Confusion arose in the community over disease management (e.g., the effectiveness of the antiviral drug ribavirin, the need for RVFV vaccine, and who should receive the vaccine) and over the potential for infected persons to serve as reservoirs and carriers of the virus elsewhere during the few days when viral titers are especially high. Governors of adjoining states questioned the adequacy of mosquito-control and animal quarantine measures, given the lack of a control model for the spread of RVFV infection in industrialized countries. Although official quarantine measures were not taken, final video reports showed a gradual de facto isolation of the city.
The Questionnaire
The questionnaire (Appendix 2, online only, available from: URL: http://www.cdc.gov/ncidod/EID/vol9no6/02-0769_ app2.htm), which included multiple-choice, open-ended questions, and opportunities for additional comments, was distributed to all participants.

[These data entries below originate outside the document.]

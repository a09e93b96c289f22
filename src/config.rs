use std::fs;
use std::path::Path;

use serde::{Deserialize, Serialize};

use crate::constants::columns::{CATEGORIES_COLUMN, ID_COLUMN, ORIGINAL_COLUMN};
use crate::constants::storage::DEFAULT_TABLE_NAME;
use crate::errors::EtlError;
use crate::types::{CategoryName, ColumnName, TableName};

/// How the persister treats an existing destination table.
#[derive(Clone, Copy, Debug, Default, PartialEq, Eq)]
pub enum WriteMode {
    /// Drop the existing table and write a fresh one.
    #[default]
    Replace,
    /// Insert into the existing table; its columns must match.
    Append,
    /// Refuse to write when the table already exists.
    Fail,
}

/// What the cleaner does with a row whose category field does not fit the schema.
#[derive(Clone, Copy, Debug, Default, PartialEq, Eq)]
pub enum MalformedRowPolicy {
    /// Report the row, drop it, keep processing the rest.
    #[default]
    Skip,
    /// Stop at the first malformed row.
    Abort,
}

/// Externally supplied, ordered category set.
///
/// Serialized as `{"categories": ["related", "request", ...]}`.
#[derive(Clone, Debug, PartialEq, Eq, Serialize, Deserialize)]
pub struct CategorySchemaFile {
    /// Category names in column order.
    pub categories: Vec<CategoryName>,
}

impl CategorySchemaFile {
    /// Read and validate a schema file.
    pub fn load(path: &Path) -> Result<Self, EtlError> {
        let raw = fs::read_to_string(path).map_err(|err| {
            EtlError::Configuration(format!(
                "cannot read category schema '{}': {err}",
                path.display()
            ))
        })?;
        let parsed: Self = serde_json::from_str(&raw).map_err(|err| {
            EtlError::Configuration(format!(
                "invalid category schema '{}': {err}",
                path.display()
            ))
        })?;
        parsed.validate()?;
        Ok(parsed)
    }

    fn validate(&self) -> Result<(), EtlError> {
        let mut seen = std::collections::HashSet::new();
        for name in &self.categories {
            if name.is_empty() {
                return Err(EtlError::Configuration(
                    "category schema contains an empty name".to_string(),
                ));
            }
            if !seen.insert(name.as_str()) {
                return Err(EtlError::Configuration(format!(
                    "category schema lists '{name}' more than once"
                )));
            }
        }
        Ok(())
    }
}

/// Top-level pipeline configuration.
#[derive(Clone, Debug)]
pub struct PipelineConfig {
    /// Join key shared by both inputs; dropped after deduplication.
    pub id_column: ColumnName,
    /// Column holding the packed category field.
    pub categories_column: ColumnName,
    /// Columns that together identify a duplicate row (first occurrence wins).
    pub dedup_columns: Vec<ColumnName>,
    /// Explicit category set; `None` infers it from the first row.
    pub categories: Option<Vec<CategoryName>>,
    /// Treatment of rows that do not fit the category schema.
    pub malformed_rows: MalformedRowPolicy,
    /// Destination table name.
    pub table_name: TableName,
    /// Treatment of an existing destination table.
    pub write_mode: WriteMode,
}

impl Default for PipelineConfig {
    fn default() -> Self {
        Self {
            id_column: ID_COLUMN.to_string(),
            categories_column: CATEGORIES_COLUMN.to_string(),
            dedup_columns: vec![ORIGINAL_COLUMN.to_string(), ID_COLUMN.to_string()],
            categories: None,
            malformed_rows: MalformedRowPolicy::default(),
            table_name: DEFAULT_TABLE_NAME.to_string(),
            write_mode: WriteMode::default(),
        }
    }
}

impl PipelineConfig {
    /// Override the join key. Dedup key columns that named the old key follow it.
    pub fn with_id_column(mut self, id_column: impl Into<ColumnName>) -> Self {
        let id_column = id_column.into();
        for column in &mut self.dedup_columns {
            if *column == self.id_column {
                *column = id_column.clone();
            }
        }
        self.id_column = id_column;
        self
    }

    /// Override the packed category column name.
    pub fn with_categories_column(mut self, categories_column: impl Into<ColumnName>) -> Self {
        self.categories_column = categories_column.into();
        self
    }

    /// Override the duplicate-detection key columns.
    pub fn with_dedup_columns<I, S>(mut self, columns: I) -> Self
    where
        I: IntoIterator<Item = S>,
        S: Into<ColumnName>,
    {
        self.dedup_columns = columns.into_iter().map(Into::into).collect();
        self
    }

    /// Supply the ordered category set instead of inferring it.
    pub fn with_categories<I, S>(mut self, categories: I) -> Self
    where
        I: IntoIterator<Item = S>,
        S: Into<CategoryName>,
    {
        self.categories = Some(categories.into_iter().map(Into::into).collect());
        self
    }

    /// Set the malformed-row policy.
    pub fn with_malformed_rows(mut self, policy: MalformedRowPolicy) -> Self {
        self.malformed_rows = policy;
        self
    }

    /// Set the destination table name.
    pub fn with_table_name(mut self, table_name: impl Into<TableName>) -> Self {
        self.table_name = table_name.into();
        self
    }

    /// Set the destination write mode.
    pub fn with_write_mode(mut self, write_mode: WriteMode) -> Self {
        self.write_mode = write_mode;
        self
    }

    /// Reject configurations that cannot produce a valid run.
    pub fn validate(&self) -> Result<(), EtlError> {
        if self.table_name.trim().is_empty() {
            return Err(EtlError::Configuration(
                "table name must not be empty".to_string(),
            ));
        }
        if self.id_column.is_empty() || self.categories_column.is_empty() {
            return Err(EtlError::Configuration(
                "id and categories column names must not be empty".to_string(),
            ));
        }
        if self.id_column == self.categories_column {
            return Err(EtlError::Configuration(format!(
                "id column and categories column are both '{}'",
                self.id_column
            )));
        }
        if self.dedup_columns.is_empty() {
            return Err(EtlError::Configuration(
                "at least one dedup column is required".to_string(),
            ));
        }
        if let Some(categories) = &self.categories {
            CategorySchemaFile {
                categories: categories.clone(),
            }
            .validate()?;
        }
        Ok(())
    }
}
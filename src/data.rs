use std::borrow::Cow;
use std::fmt;

use indexmap::IndexMap;

use crate::errors::EtlError;
use crate::types::{ColumnName, RowIndex};

/// Storage class inferred for a column.
#[derive(Clone, Copy, Debug, PartialEq, Eq)]
pub enum ColumnType {
    /// Every non-null value is an `i64`.
    Integer,
    /// Every non-null value is an `f64`, at least one is not an integer.
    Real,
    /// Anything else.
    Text,
}

impl ColumnType {
    /// Infer the narrowest type that fits every non-empty raw value.
    ///
    /// A column with no non-empty values is `Text`.
    pub fn infer<'a>(values: impl IntoIterator<Item = &'a str>) -> Self {
        let mut all_integer = true;
        let mut all_real = true;
        let mut seen = false;
        for value in values.into_iter().filter(|value| !value.is_empty()) {
            seen = true;
            if all_integer && value.parse::<i64>().is_err() {
                all_integer = false;
            }
            if !all_integer && !value.parse::<f64>().is_ok_and(f64::is_finite) {
                all_real = false;
                break;
            }
        }
        match (seen, all_integer, all_real) {
            (false, _, _) => ColumnType::Text,
            (true, true, _) => ColumnType::Integer,
            (true, false, true) => ColumnType::Real,
            (true, false, false) => ColumnType::Text,
        }
    }
}

/// A single table value.
#[derive(Clone, Debug, PartialEq)]
pub enum Cell {
    /// Missing value (empty field).
    Null,
    /// 64-bit integer.
    Integer(i64),
    /// Finite 64-bit float.
    Real(f64),
    /// Text, stored unmodified.
    Text(String),
}

impl Cell {
    /// Convert a raw delimited field into a cell of the given column type.
    ///
    /// Empty fields become `Null`. Values that do not parse as the column type
    /// fall back to `Text`.
    pub fn from_field(raw: &str, kind: ColumnType) -> Self {
        if raw.is_empty() {
            return Cell::Null;
        }
        match kind {
            ColumnType::Integer => raw
                .parse()
                .map(Cell::Integer)
                .unwrap_or_else(|_| Cell::Text(raw.to_string())),
            ColumnType::Real => match raw.parse::<f64>() {
                Ok(value) if value.is_finite() => Cell::Real(value),
                _ => Cell::Text(raw.to_string()),
            },
            ColumnType::Text => Cell::Text(raw.to_string()),
        }
    }

    /// True for `Cell::Null`.
    pub fn is_null(&self) -> bool {
        matches!(self, Cell::Null)
    }

    /// Text content of a `Text` cell.
    pub fn as_str(&self) -> Option<&str> {
        match self {
            Cell::Text(text) => Some(text),
            _ => None,
        }
    }

    /// Integer payload, if any.
    pub fn as_i64(&self) -> Option<i64> {
        match self {
            Cell::Integer(value) => Some(*value),
            _ => None,
        }
    }

    /// Canonical text rendering used for key comparisons. `None` for `Null`.
    ///
    /// Integer cells render without leading zeros, so two integer keys compare
    /// numerically.
    pub fn render(&self) -> Option<Cow<'_, str>> {
        match self {
            Cell::Null => None,
            Cell::Integer(value) => Some(Cow::Owned(value.to_string())),
            Cell::Real(value) => Some(Cow::Owned(value.to_string())),
            Cell::Text(text) => Some(Cow::Borrowed(text)),
        }
    }
}

impl fmt::Display for Cell {
    fn fmt(&self, f: &mut fmt::Formatter<'_>) -> fmt::Result {
        match self.render() {
            Some(text) => f.write_str(&text),
            None => f.write_str("NULL"),
        }
    }
}

impl From<&str> for Cell {
    fn from(value: &str) -> Self {
        Cell::Text(value.to_string())
    }
}

impl From<i64> for Cell {
    fn from(value: i64) -> Self {
        Cell::Integer(value)
    }
}

/// Row-major in-memory table with uniquely named, ordered columns.
#[derive(Clone, Debug, Default, PartialEq)]
pub struct Table {
    columns: IndexMap<ColumnName, ColumnType>,
    rows: Vec<Vec<Cell>>,
}

impl Table {
    /// Create an empty table with the given columns.
    pub fn new<N, I>(columns: I) -> Result<Self, EtlError>
    where
        N: Into<ColumnName>,
        I: IntoIterator<Item = (N, ColumnType)>,
    {
        let mut table = Table::default();
        for (name, kind) in columns {
            let name = name.into();
            if table.columns.contains_key(&name) {
                return Err(EtlError::DuplicateColumn(name));
            }
            table.columns.insert(name, kind);
        }
        Ok(table)
    }

    /// Append a row. The row must have one cell per column.
    pub fn push_row(&mut self, row: Vec<Cell>) {
        debug_assert_eq!(row.len(), self.columns.len(), "row width mismatch");
        self.rows.push(row);
    }

    /// Number of columns.
    pub fn column_count(&self) -> usize {
        self.columns.len()
    }

    /// Number of rows.
    pub fn row_count(&self) -> usize {
        self.rows.len()
    }

    /// True when the table has no rows.
    pub fn is_empty(&self) -> bool {
        self.rows.is_empty()
    }

    /// Column names in order.
    pub fn column_names(&self) -> impl Iterator<Item = &str> {
        self.columns.keys().map(String::as_str)
    }

    /// Column `(name, type)` pairs in order.
    pub fn columns(&self) -> impl Iterator<Item = (&str, ColumnType)> {
        self.columns.iter().map(|(name, kind)| (name.as_str(), *kind))
    }

    /// Position of `name`, if present.
    pub fn column_index(&self, name: &str) -> Option<usize> {
        self.columns.get_index_of(name)
    }

    /// Position of `name`, or `MissingColumn` naming `input` as the offending table.
    pub fn require_column(&self, name: &str, input: &str) -> Result<usize, EtlError> {
        self.column_index(name)
            .ok_or_else(|| EtlError::MissingColumn {
                input: input.to_string(),
                column: name.to_string(),
            })
    }

    /// Declared type of `name`, if present.
    pub fn column_type(&self, name: &str) -> Option<ColumnType> {
        self.columns.get(name).copied()
    }

    /// All rows in order.
    pub fn rows(&self) -> &[Vec<Cell>] {
        &self.rows
    }

    /// Row at `idx`.
    pub fn row(&self, idx: RowIndex) -> Option<&[Cell]> {
        self.rows.get(idx).map(Vec::as_slice)
    }

    /// Cell at `(row, column name)`.
    pub fn cell(&self, row: RowIndex, column: &str) -> Option<&Cell> {
        let col = self.column_index(column)?;
        self.rows.get(row).and_then(|cells| cells.get(col))
    }

    /// Remove a column, returning its values in row order.
    pub fn drop_column(&mut self, name: &str) -> Option<Vec<Cell>> {
        let (idx, _, _) = self.columns.shift_remove_full(name)?;
        Some(self.rows.iter_mut().map(|row| row.remove(idx)).collect())
    }

    /// Append a column after the existing ones. `values` must have one cell per row.
    pub fn append_column(
        &mut self,
        name: impl Into<ColumnName>,
        kind: ColumnType,
        values: Vec<Cell>,
    ) -> Result<(), EtlError> {
        let name = name.into();
        if self.columns.contains_key(&name) {
            return Err(EtlError::DuplicateColumn(name));
        }
        if values.len() != self.rows.len() {
            return Err(EtlError::Configuration(format!(
                "column '{name}' has {} values for {} rows",
                values.len(),
                self.rows.len()
            )));
        }
        self.columns.insert(name, kind);
        for (row, value) in self.rows.iter_mut().zip(values) {
            row.push(value);
        }
        Ok(())
    }

    /// Keep only rows for which `keep` returns true, preserving order.
    pub fn retain_rows(&mut self, mut keep: impl FnMut(RowIndex, &[Cell]) -> bool) {
        let mut idx = 0;
        self.rows.retain(|row| {
            let kept = keep(idx, row);
            idx += 1;
            kept
        });
    }
}

#[cfg(test)]
mod tests {
    use super::*;

    fn sample() -> Table {
        let mut table = Table::new([
            ("id", ColumnType::Integer),
            ("message", ColumnType::Text),
        ])
        .unwrap();
        table.push_row(vec![Cell::Integer(1), Cell::from("Help")]);
        table.push_row(vec![Cell::Integer(2), Cell::from("Water")]);
        table
    }

    #[test]
    fn infer_picks_narrowest_type() {
        assert_eq!(ColumnType::infer(["1", "", "42"]), ColumnType::Integer);
        assert_eq!(ColumnType::infer(["1", "2.5"]), ColumnType::Real);
        assert_eq!(ColumnType::infer(["1", "two"]), ColumnType::Text);
        assert_eq!(ColumnType::infer(["", ""]), ColumnType::Text);
    }

    #[test]
    fn from_field_maps_empty_to_null_and_falls_back_to_text() {
        assert_eq!(Cell::from_field("", ColumnType::Integer), Cell::Null);
        assert_eq!(Cell::from_field("7", ColumnType::Integer), Cell::Integer(7));
        assert_eq!(
            Cell::from_field("x", ColumnType::Integer),
            Cell::Text("x".into())
        );
    }

    #[test]
    fn non_finite_floats_stay_text() {
        assert_eq!(ColumnType::infer(["NaN", "inf"]), ColumnType::Text);
        assert_eq!(ColumnType::infer(["1.5", "infinity"]), ColumnType::Text);
        assert_eq!(ColumnType::infer(["1.5", "2"]), ColumnType::Real);
        assert_eq!(
            Cell::from_field("NaN", ColumnType::Real),
            Cell::Text("NaN".into())
        );
    }

    #[test]
    fn integer_keys_render_canonically() {
        let padded = Cell::from_field("007", ColumnType::Integer);
        assert_eq!(padded.render().as_deref(), Some("7"));
        assert_eq!(Cell::Null.render(), None);
    }

    #[test]
    fn new_rejects_duplicate_columns() {
        let err = Table::new([("a", ColumnType::Text), ("a", ColumnType::Text)]).unwrap_err();
        assert!(matches!(err, EtlError::DuplicateColumn(name) if name == "a"));
    }

    #[test]
    fn drop_column_preserves_remaining_order() {
        let mut table = sample();
        let ids = table.drop_column("id").unwrap();
        assert_eq!(ids, vec![Cell::Integer(1), Cell::Integer(2)]);
        assert_eq!(table.column_names().collect::<Vec<_>>(), vec!["message"]);
        assert_eq!(table.cell(1, "message"), Some(&Cell::from("Water")));
        assert!(table.drop_column("id").is_none());
    }

    #[test]
    fn append_column_checks_length_and_name() {
        let mut table = sample();
        table
            .append_column(
                "request",
                ColumnType::Integer,
                vec![Cell::Integer(1), Cell::Integer(0)],
            )
            .unwrap();
        assert_eq!(table.column_count(), 3);
        assert!(table
            .append_column("request", ColumnType::Integer, vec![Cell::Null, Cell::Null])
            .is_err());
        assert!(table
            .append_column("offer", ColumnType::Integer, vec![Cell::Null])
            .is_err());
    }

    #[test]
    fn retain_rows_passes_original_positions() {
        let mut table = sample();
        table.retain_rows(|idx, _| idx == 1);
        assert_eq!(table.row_count(), 1);
        assert_eq!(table.cell(0, "id"), Some(&Cell::Integer(2)));
    }

    #[test]
    fn require_column_names_the_input() {
        let err = sample().require_column("categories", "messages").unwrap_err();
        assert_eq!(err.to_string(), "messages input has no 'categories' column");
    }
}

Questions addressed job abandonment, quarantine compliance, demand for drugs and vaccine, information requirements, and other issues of community interest. Six sets of questions were posed to the participants during the video presentation. Set 1 was given after a disease of unknown etiology affecting humans and some farm animals was recognized in the community. These questions focused on willingness to remain at work, the types and sources of information that influenced the decision to work or not work, and actions regarding families and loved ones. Set 2 was given after the disease was identified as RVFV infection, federal health authorities briefed the public about this infection at a press conference, and a panel of nongovernment experts discussed the disease on television. These questions tested the participants' understanding of RVFV routes of transmission and preventive measures and the participants' satisfaction with information from government and nongovernment sources. Sets 3 and 4 followed a period of growing confusion and anxiety caused by changing and sometimes conflicting "authoritative" statements and tested participants' requests for medication, including ribavirin (Set 3), and for RVFV vaccine (Set 4). Set 5, given after the participants learned that the outbreak of RVFV was intentional, reassessed decisions and actions regarding job and family concerns and information needed to make these decisions. Set 6 followed a period of increasing anxiety over a now-confirmed bioterrorism-related outbreak that could spread to humans and cattle in the state and in adjoining states, over the ability of the government to stop the spread of the infection, and over the de facto isolation of the community. These questions surveyed participants' reactions to rumors of possible quarantine and to sources of information deemed reliable and influential in decision making now that the threat had become more complicated, personal, and disruptive.